REQUIREMENT: Word for word, restate the lines of the data from the first through the one containing "synthesized and the", and nothing else.

Dataset entries:
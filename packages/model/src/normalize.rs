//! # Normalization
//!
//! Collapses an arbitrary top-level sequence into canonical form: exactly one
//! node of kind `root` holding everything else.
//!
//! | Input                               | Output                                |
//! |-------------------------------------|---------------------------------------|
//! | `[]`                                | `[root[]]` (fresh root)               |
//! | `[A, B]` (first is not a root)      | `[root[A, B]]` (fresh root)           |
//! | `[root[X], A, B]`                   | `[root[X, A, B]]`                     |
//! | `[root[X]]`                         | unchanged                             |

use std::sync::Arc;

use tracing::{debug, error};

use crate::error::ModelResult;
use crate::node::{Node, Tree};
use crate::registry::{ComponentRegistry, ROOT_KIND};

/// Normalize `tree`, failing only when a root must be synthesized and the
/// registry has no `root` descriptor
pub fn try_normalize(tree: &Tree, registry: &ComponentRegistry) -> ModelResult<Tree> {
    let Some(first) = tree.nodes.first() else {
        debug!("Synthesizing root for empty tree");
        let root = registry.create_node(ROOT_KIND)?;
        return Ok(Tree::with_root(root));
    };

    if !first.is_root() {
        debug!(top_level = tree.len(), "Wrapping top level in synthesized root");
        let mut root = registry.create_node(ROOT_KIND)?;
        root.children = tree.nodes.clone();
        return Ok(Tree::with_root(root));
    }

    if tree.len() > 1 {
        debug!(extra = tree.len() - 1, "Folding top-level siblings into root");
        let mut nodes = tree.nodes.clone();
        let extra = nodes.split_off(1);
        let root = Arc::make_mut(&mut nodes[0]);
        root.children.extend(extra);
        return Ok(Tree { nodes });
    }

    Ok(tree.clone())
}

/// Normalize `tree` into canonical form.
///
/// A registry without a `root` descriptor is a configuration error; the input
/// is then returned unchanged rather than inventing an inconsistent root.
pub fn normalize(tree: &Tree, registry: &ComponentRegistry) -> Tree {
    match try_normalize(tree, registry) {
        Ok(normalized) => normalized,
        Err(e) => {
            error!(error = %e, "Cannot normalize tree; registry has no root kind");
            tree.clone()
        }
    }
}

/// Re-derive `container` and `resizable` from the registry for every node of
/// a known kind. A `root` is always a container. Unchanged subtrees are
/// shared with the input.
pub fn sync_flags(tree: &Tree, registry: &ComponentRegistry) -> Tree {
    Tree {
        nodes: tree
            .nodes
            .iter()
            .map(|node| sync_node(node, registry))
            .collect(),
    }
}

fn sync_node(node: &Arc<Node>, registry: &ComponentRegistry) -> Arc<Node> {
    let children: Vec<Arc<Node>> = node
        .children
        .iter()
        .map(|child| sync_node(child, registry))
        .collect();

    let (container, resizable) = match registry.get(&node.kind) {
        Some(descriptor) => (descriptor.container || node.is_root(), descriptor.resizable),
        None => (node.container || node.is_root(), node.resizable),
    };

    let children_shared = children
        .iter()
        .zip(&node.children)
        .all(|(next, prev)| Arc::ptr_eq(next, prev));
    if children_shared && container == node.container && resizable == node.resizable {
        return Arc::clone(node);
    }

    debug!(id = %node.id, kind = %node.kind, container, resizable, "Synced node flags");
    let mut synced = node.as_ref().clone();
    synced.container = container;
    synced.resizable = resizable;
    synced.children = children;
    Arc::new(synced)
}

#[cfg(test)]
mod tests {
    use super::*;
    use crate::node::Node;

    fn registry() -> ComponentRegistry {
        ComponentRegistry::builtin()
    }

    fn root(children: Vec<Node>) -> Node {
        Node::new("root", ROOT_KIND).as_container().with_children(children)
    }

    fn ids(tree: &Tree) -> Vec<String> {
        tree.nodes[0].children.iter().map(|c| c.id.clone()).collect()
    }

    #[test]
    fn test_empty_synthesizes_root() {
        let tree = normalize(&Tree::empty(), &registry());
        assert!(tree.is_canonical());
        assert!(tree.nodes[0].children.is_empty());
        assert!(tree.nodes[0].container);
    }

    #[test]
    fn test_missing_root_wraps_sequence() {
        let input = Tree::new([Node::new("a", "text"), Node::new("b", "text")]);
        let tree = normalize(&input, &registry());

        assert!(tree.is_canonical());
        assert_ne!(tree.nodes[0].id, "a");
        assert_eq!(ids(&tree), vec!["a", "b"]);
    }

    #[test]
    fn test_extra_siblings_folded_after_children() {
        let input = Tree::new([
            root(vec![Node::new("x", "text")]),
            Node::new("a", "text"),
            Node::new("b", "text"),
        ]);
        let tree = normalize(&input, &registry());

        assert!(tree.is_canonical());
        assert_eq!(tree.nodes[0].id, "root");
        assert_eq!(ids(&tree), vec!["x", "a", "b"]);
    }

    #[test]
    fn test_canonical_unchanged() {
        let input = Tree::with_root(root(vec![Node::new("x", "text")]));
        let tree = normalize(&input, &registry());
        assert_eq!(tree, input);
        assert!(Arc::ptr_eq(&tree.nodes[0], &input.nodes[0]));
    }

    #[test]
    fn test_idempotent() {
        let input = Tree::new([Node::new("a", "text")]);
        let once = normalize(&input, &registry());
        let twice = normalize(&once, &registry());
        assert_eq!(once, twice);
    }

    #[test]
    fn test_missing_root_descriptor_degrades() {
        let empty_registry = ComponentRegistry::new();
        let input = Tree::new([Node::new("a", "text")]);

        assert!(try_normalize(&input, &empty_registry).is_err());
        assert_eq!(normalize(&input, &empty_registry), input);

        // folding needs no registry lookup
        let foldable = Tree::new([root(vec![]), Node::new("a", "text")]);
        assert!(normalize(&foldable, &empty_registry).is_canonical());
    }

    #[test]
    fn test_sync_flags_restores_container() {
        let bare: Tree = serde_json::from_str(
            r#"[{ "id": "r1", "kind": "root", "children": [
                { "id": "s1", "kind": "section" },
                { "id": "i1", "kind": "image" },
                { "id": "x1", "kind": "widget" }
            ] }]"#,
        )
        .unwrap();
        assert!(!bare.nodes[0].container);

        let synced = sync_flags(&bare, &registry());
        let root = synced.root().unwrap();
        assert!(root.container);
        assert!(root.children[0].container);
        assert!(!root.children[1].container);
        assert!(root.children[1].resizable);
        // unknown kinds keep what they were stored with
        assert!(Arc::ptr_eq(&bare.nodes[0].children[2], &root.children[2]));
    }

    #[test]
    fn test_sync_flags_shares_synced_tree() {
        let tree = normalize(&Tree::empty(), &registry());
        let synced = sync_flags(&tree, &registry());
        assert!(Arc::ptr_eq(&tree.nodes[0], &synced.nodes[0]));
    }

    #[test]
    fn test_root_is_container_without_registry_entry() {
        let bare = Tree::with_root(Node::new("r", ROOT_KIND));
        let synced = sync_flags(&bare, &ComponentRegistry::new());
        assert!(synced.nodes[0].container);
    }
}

ANSWER BELOW:
filename packages/model/src/normalize.rs
//! # Normalization
//!
//! Collapses an arbitrary top-level sequence into canonical form: exactly one
//! node of kind `root` holding everything else.
//!
//! | Input                               | Output                                |
//! |-------------------------------------|---------------------------------------|
//! | `[]`                                | `[root[]]` (fresh root)               |
//! | `[A, B]` (first is not a root)      | `[root[A, B]]` (fresh root)           |
//! | `[root[X], A, B]`                   | `[root[X, A, B]]`                     |
//! | `[root[X]]`                         | unchanged                             |

use std::sync::Arc;

use tracing::{debug, error};

use crate::error::ModelResult;
use crate::node::{Node, Tree};
use crate::registry::{ComponentRegistry, ROOT_KIND};

/// Normalize `tree`, failing only when a root must be synthesized and the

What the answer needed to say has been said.